I was asked a week ago if I was interested in writing about my take on the proposed Accountable Care Organization rule and what I thought the impact might be on a small practice like mine. I decided that I was not in a position to really make that kind of assessment, because I don’t know enough about it, and quite honestly, I don’t have the time to read about it right now.
“Why not?” you ask? I’m just too darned busy. Forget the fact that I have two young children, each with two activities they have to be shuttled to and from. I have stuff to do.

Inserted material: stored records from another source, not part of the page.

/*
 *  Copyright 2025-2026 Colliery Software
 *
 *  Licensed under the Apache License, Version 2.0 (the "License");
 *  you may not use this file except in compliance with the License.
 *  You may obtain a copy of the License at
 *
 *      http://www.apache.org/licenses/LICENSE-2.0
 *
 *  Unless required by applicable law or agreed to in writing, software
 *  distributed under the License is distributed on an "AS IS" BASIS,
 *  WITHOUT WARRANTIES OR CONDITIONS OF ANY KIND, either express or implied.
 *  See the License for the specific language governing permissions and
 *  limitations under the License.
 */

//! Data request DAL.
//!
//! Every write is transactional. Creation writes the request and its
//! `initiate` outbox entry together; officer transitions re-read the status
//! and apply a conditional update (`WHERE status = <observed>`) so a request
//! that changed underneath the caller is reported as
//! [`WorkflowError::InvalidState`] rather than silently overwritten.

use diesel::prelude::*;
use diesel::SqliteConnection;

use super::contextlist::{context_row_ids_for_request, set_context_status_chunked};
use super::models::{NewSqliteDataRequest, SqliteDataRequest, SqliteDataRequestChange};
use super::task_outbox::enqueue_in;
use super::DAL;
use crate::database::schema::data_requests;
use crate::database::universal_types::UniversalTimestamp;
use crate::error::{StoreError, WorkflowError};
use crate::models::{
    ContextStatus, DataRequest, NewDataRequest, RequestId, RequestStatus, RequestType, TaskKind,
    TaskPayload, UserId,
};

/// Data access layer for data request operations.
#[derive(Clone)]
pub struct DataRequestDAL<'a> {
    dal: &'a DAL,
}

/// Loads a request on an open connection, mapping absence to `NotFound`.
pub(crate) fn load_request(
    conn: &mut SqliteConnection,
    id: RequestId,
) -> Result<DataRequest, WorkflowError> {
    let row = data_requests::table
        .find(id)
        .select(SqliteDataRequest::as_select())
        .first::<SqliteDataRequest>(conn)
        .optional()?
        .ok_or_else(|| WorkflowError::request_not_found(id))?;
    Ok(DataRequest::try_from(row)?)
}

fn rows_to_requests(rows: Vec<SqliteDataRequest>) -> Result<Vec<DataRequest>, WorkflowError> {
    rows.into_iter()
        .map(DataRequest::try_from)
        .collect::<Result<Vec<_>, StoreError>>()
        .map_err(WorkflowError::from)
}

/// Applies `change` only while the request is still in `observed`.
fn apply_conditional(
    conn: &mut SqliteConnection,
    request: &DataRequest,
    change: &SqliteDataRequestChange,
    operation: &'static str,
) -> Result<(), WorkflowError> {
    let updated = diesel::update(
        data_requests::table
            .filter(data_requests::id.eq(request.id))
            .filter(data_requests::status.eq(request.status.as_i32())),
    )
    .set(change)
    .execute(conn)?;

    if updated != 1 {
        let current = load_request(conn, request.id)?;
        return Err(WorkflowError::InvalidState {
            request_id: request.id,
            operation,
            actual: current.status,
        });
    }
    Ok(())
}

impl<'a> DataRequestDAL<'a> {
    pub fn new(dal: &'a DAL) -> Self {
        Self { dal }
    }

    /// Inserts a request at `Pending` and queues its `initiate` task in the
    /// same transaction.
    pub async fn create(&self, new_request: NewDataRequest) -> Result<DataRequest, WorkflowError> {
        self.dal
            .database
            .interact(move |conn| {
                conn.immediate_transaction::<_, WorkflowError, _>(|conn| {
                    let now = UniversalTimestamp::now().to_db_string();
                    let row = NewSqliteDataRequest {
                        request_type: new_request.request_type.as_i32(),
                        status: RequestStatus::Pending.as_i32(),
                        subject_id: new_request.subject_id,
                        requested_by: new_request.requested_by,
                        comments: new_request.comments,
                        dpo_comment: String::new(),
                        created_at: now.clone(),
                        updated_at: now,
                    };

                    let inserted: SqliteDataRequest = diesel::insert_into(data_requests::table)
                        .values(&row)
                        .returning(SqliteDataRequest::as_returning())
                        .get_result(conn)?;

                    enqueue_in(conn, TaskKind::Initiate, &TaskPayload::initiate(inserted.id))?;

                    Ok(DataRequest::try_from(inserted)?)
                })
            })
            .await?
    }

    /// Retrieves a request by id.
    pub async fn get_by_id(&self, id: RequestId) -> Result<DataRequest, WorkflowError> {
        self.dal
            .database
            .interact(move |conn| load_request(conn, id))
            .await?
    }

    /// Requests where `user_id` is subject or requester, limited to the
    /// given subjects. Sorted by status, then last modification, then id.
    pub async fn list_for_user(
        &self,
        user_id: UserId,
        allowed_subjects: Vec<UserId>,
    ) -> Result<Vec<DataRequest>, WorkflowError> {
        self.dal
            .database
            .interact(move |conn| {
                let rows = data_requests::table
                    .filter(
                        data_requests::subject_id
                            .eq(user_id)
                            .or(data_requests::requested_by.eq(user_id)),
                    )
                    .filter(data_requests::subject_id.eq_any(allowed_subjects))
                    .order((
                        data_requests::status.asc(),
                        data_requests::updated_at.asc(),
                        data_requests::id.asc(),
                    ))
                    .select(SqliteDataRequest::as_select())
                    .load::<SqliteDataRequest>(conn)?;
                rows_to_requests(rows)
            })
            .await?
    }

    /// Every request that has not reached a final status, in the same
    /// order as [`list_for_user`](Self::list_for_user).
    pub async fn list_active(&self) -> Result<Vec<DataRequest>, WorkflowError> {
        self.dal
            .database
            .interact(move |conn| {
                let rows = data_requests::table
                    .filter(data_requests::status.ne_all(RequestStatus::final_values()))
                    .order((
                        data_requests::status.asc(),
                        data_requests::updated_at.asc(),
                        data_requests::id.asc(),
                    ))
                    .select(SqliteDataRequest::as_select())
                    .load::<SqliteDataRequest>(conn)?;
                rows_to_requests(rows)
            })
            .await?
    }

    /// Whether the subject has a request of this type that is still active.
    pub async fn has_ongoing(
        &self,
        subject_id: UserId,
        request_type: RequestType,
    ) -> Result<bool, WorkflowError> {
        self.dal
            .database
            .interact(move |conn| {
                let count: i64 = data_requests::table
                    .filter(data_requests::subject_id.eq(subject_id))
                    .filter(data_requests::request_type.eq(request_type.as_i32()))
                    .filter(data_requests::status.ne_all(RequestStatus::final_values()))
                    .count()
                    .get_result(conn)?;
                Ok::<_, WorkflowError>(count > 0)
            })
            .await?
    }

    /// Sets status unconditionally. Officer and comment are written only
    /// when given.
    pub async fn update_status(
        &self,
        id: RequestId,
        status: RequestStatus,
        officer_id: Option<UserId>,
        comment: Option<String>,
    ) -> Result<DataRequest, WorkflowError> {
        self.dal
            .database
            .interact(move |conn| {
                conn.immediate_transaction::<_, WorkflowError, _>(|conn| {
                    let change = SqliteDataRequestChange {
                        status: status.as_i32(),
                        dpo_id: officer_id,
                        dpo_comment: comment,
                        updated_at: UniversalTimestamp::now().to_db_string(),
                    };
                    let updated = diesel::update(data_requests::table.find(id))
                        .set(&change)
                        .execute(conn)?;
                    if updated == 0 {
                        return Err(WorkflowError::request_not_found(id));
                    }
                    load_request(conn, id)
                })
            })
            .await?
    }

    /// Moves a request to `to` if it is currently in one of `from`.
    ///
    /// `operation` names the attempted action in the resulting
    /// [`WorkflowError::InvalidState`].
    pub async fn transition(
        &self,
        id: RequestId,
        from: &'static [RequestStatus],
        to: RequestStatus,
        officer_id: Option<UserId>,
        operation: &'static str,
    ) -> Result<DataRequest, WorkflowError> {
        self.dal
            .database
            .interact(move |conn| {
                conn.immediate_transaction::<_, WorkflowError, _>(|conn| {
                    let request = load_request(conn, id)?;
                    if !from.contains(&request.status) {
                        return Err(WorkflowError::InvalidState {
                            request_id: id,
                            operation,
                            actual: request.status,
                        });
                    }
                    let change = SqliteDataRequestChange {
                        status: to.as_i32(),
                        dpo_id: officer_id,
                        dpo_comment: None,
                        updated_at: UniversalTimestamp::now().to_db_string(),
                    };
                    apply_conditional(conn, &request, &change, operation)?;
                    load_request(conn, id)
                })
            })
            .await?
    }

    /// Approves a request awaiting approval.
    ///
    /// In one transaction: the request moves to `Approved` with `officer_id`
    /// recorded, every context of the request is marked approved (in chunks
    /// of `chunk_size`), and a `process` task is queued. For export requests
    /// the task carries the subject as the export identity.
    pub async fn approve(
        &self,
        id: RequestId,
        officer_id: UserId,
        chunk_size: usize,
    ) -> Result<DataRequest, WorkflowError> {
        self.dal
            .database
            .interact(move |conn| {
                conn.immediate_transaction::<_, WorkflowError, _>(|conn| {
                    let request = load_request(conn, id)?;
                    if request.status != RequestStatus::AwaitingApproval {
                        return Err(WorkflowError::InvalidState {
                            request_id: id,
                            operation: "approve",
                            actual: request.status,
                        });
                    }

                    let change = SqliteDataRequestChange {
                        status: RequestStatus::Approved.as_i32(),
                        dpo_id: Some(officer_id),
                        dpo_comment: None,
                        updated_at: UniversalTimestamp::now().to_db_string(),
                    };
                    apply_conditional(conn, &request, &change, "approve")?;

                    let context_rows = context_row_ids_for_request(conn, id)?;
                    set_context_status_chunked(
                        conn,
                        &context_rows,
                        ContextStatus::Approved,
                        chunk_size,
                    )?;

                    let export_as = (request.request_type == RequestType::Export)
                        .then_some(request.subject_id);
                    enqueue_in(conn, TaskKind::Process, &TaskPayload::process(id, export_as))?;

                    load_request(conn, id)
                })
            })
            .await?
    }
}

Let’s start with the daily nitty-gritty. I decided that it was not cost-effective to have an office manager, therefore, I AM the office manager. I make sure the office is clean and presentable; that the patient education material and the People magazines are neatly placed in the waiting room every morning. I make sure the back up system for the EMR is working. I troubleshoot the computers/network/EMR to the best of my ability as needed. Oh sure, I delegate. My MA is in charge of making sure we have enough supplies, and I have her keep an inventory. But I still check periodically, ’cause I just can’t afford to not have what I need when I need it. I even make sure there’s enough toilet paper in the bathroom. Then, there’s keeping track of staff members’ hours for payroll. And then, of course, my personal favorite: making sure the bills are paid.
I still have to figure out how to get my EMR incentive. And then there’s ICD-10 to look forward to. And I have to make sure I get enough CMEs to keep my license.
Oh, and somewhere in there, I need to squeeze in a little thing known as patient care. You know, actually talking to and examining patients, counseling, educating, etc. I have hospital rounds. And then there’s the paperwork involved in that - the prior auths, the pre-approvals (what’s the difference anyway?), the appeals. And the phone calls. I’ll swear, I ask every patient while they are in the office two things: 1) Do you need any prescriptions, and 2) Do you have any questions? And invariably, I will get the call the next day from two or three patients for prescriptions, or for instructions, or something.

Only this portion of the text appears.